Potem wziąwszy ze krwi cielca onego, kropić będzie palcem swym na ubłagalni ku wschodowi słońca; także przed ubłagalnią kropić będzie siedem kroć tą krwią palcem swym. (3 Mojż. 16:14)

      Kapłan wnoszący w Dniu Pojednania krew do Miejsca Najświętszego kropił krwią dwukrotnie w czasie jednego wejścia. Najpierw obchodził Skrzynię Przymierza, tak by znaleźć się po jej zachodniej stronie, i kropił na Ubłagalnię ku wschodowi, czyli w kierunku wejścia, w kierunku ludu. Następnie ponownie obchodził Skrzynię, stawał po jej wchodniej stronie i kropił na ziemię przed Ubłagalnią. Procedura ta powtarzała się dwukrotnie, najpierw z krwią cielca za kapłanów i lewitów, a następni z krwią kozła za wszystkich Izraelitów.
      Siedmiokrotne kropienie na ubłagalni w kierunku wschodnim, w kierunku wejścia, w kierunku ludu, ma zapewne znaczenie Bożego przebaczenia. Krew nie jest przynoszona przed Boga jako cena, ale przez krew i dzięki „instytucji” Ubłagalni Bóg przebacza grzechy ludziom. Siedmiokrotne kropienie ziemi przed ubłagalnią może symbolizować świadomość grzechu tego, który z pojednania korzysta. Z pochyloną głową patrzymy na przelaną przez nas krew, gdyż każda wina związana jest z czyimś cierpieniem, a każde cierpienie pozbawia kogoś odrobiny życia, kropli krwi.
      Gdyby takim było symboliczne znaczenie tej uroczystości, to zaskakująca może wydawać się kolejność tych kropień. Wydaje się, że to najpierw grzesznik winien przynieść przed Boga świadomość grzechu, aby następnie móc uzyskać Boże przebaczenie.
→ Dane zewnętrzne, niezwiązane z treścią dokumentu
use crate::error::{Error, Result};

/// Cursor over a sorted sequence of key/value byte strings.
///
/// An iterator is either positioned at an entry or invalid. `key` and
/// `value` require a valid position (debug-asserted; undefined results
/// otherwise). Errors encountered while moving latch into `status()` and
/// invalidate the position; they are never panics.
pub trait Iter {
    /// True iff the iterator is positioned at an entry.
    fn valid(&self) -> bool;

    /// Position at the first entry. Valid afterwards iff the source is
    /// not empty.
    fn seek_to_first(&mut self);

    /// Position at the last entry. Valid afterwards iff the source is
    /// not empty.
    fn seek_to_last(&mut self);

    /// Position at the first entry with key >= `target`.
    fn seek(&mut self, target: &[u8]);

    /// Advance to the next entry. Requires `valid()`.
    fn next(&mut self);

    /// Retreat to the previous entry. Requires `valid()`.
    fn prev(&mut self);

    /// Key at the current entry. Requires `valid()`; the slice is only
    /// good until the iterator moves.
    fn key(&self) -> &[u8];

    /// Value at the current entry. Requires `valid()`; the slice is only
    /// good until the iterator moves.
    fn value(&self) -> &[u8];

    /// First error encountered, if any.
    fn status(&self) -> Result<()>;
}

/// An iterator over nothing, optionally carrying a latched error.
///
/// Doubles as the error iterator: a component that fails to produce a
/// real iterator hands back `EmptyIter::with_status(err)` so the failure
/// propagates through `status()` instead of unwinding.
pub struct EmptyIter {
    status: Result<()>,
}

impl EmptyIter {
    #[must_use]
    pub fn new() -> EmptyIter {
        EmptyIter { status: Ok(()) }
    }

    #[must_use]
    pub fn with_status(status: Error) -> EmptyIter {
        EmptyIter {
            status: Err(status),
        }
    }
}

impl Default for EmptyIter {
    fn default() -> Self {
        EmptyIter::new()
    }
}

impl Iter for EmptyIter {
    fn valid(&self) -> bool {
        false
    }

    fn seek_to_first(&mut self) {}

    fn seek_to_last(&mut self) {}

    fn seek(&mut self, _target: &[u8]) {}

    fn next(&mut self) {
        debug_assert!(false, "next() on an empty iterator");
    }

    fn prev(&mut self) {
        debug_assert!(false, "prev() on an empty iterator");
    }

    fn key(&self) -> &[u8] {
        debug_assert!(false, "key() on an empty iterator");
        &[]
    }

    fn value(&self) -> &[u8] {
        debug_assert!(false, "value() on an empty iterator");
        &[]
    }

    fn status(&self) -> Result<()> {
        self.status.clone()
    }
}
Tymczasem rytuał ten ukazuje odwrotną kolejność. W takiej kolejności proces pojednania człowieka z Bogiem został opisany przez apostoła Pawła: Bóg zaś okazuje nam swoją miłość właśnie przez to, że Chrystus umarł za nas, gdyśmy byli jeszcze grzesznikami. (Rzym. 5:8). Bóg najpierw przez swego Kapłana Jezusa pokropił wszystkich ludzi na przebaczenie, a dopiero potem my, grzesznicy, mamy przywilej przynieść przed naszego Kapłana świadomość własnego grzechu i skorzystać z ogólnego Bożego oczyszczenia.
      W przededniu święta upamiętniania wyjścia z Egiptu oraz śmierci Jezusa myślimy przede wszystkim o Baranku, którego krew ochroniła nas przed śmiercią. Myślimy o akcie Bożego miłosierdzia okazanego zarówno w Egipcie, jak i w Jerozolimie półtora tysiąca lat później. Jednak i przed i po święcie trzeba pamiętać, że tylko godne przyjęcie tej krwi stanowi gwarancję oczyszczenia. Owa godność nie polega na doskonałości i świętości, ale na świadomości własnych grzechów, świadomości ogólnej, którą często i chętnie chrześcijanie wyznają ustami, ale przede wszystkim tej szczegółowej – świadomości konkretnych, popełnionych przewinień. Dopiero wyznanie takiego popełnionego grzechu, żałowanie i uczynienie wszystkiego w celu naprawienia jego skutków oraz poprawy swego postępowania gwarantuje pokój z Bogiem przez krew Chrystusa.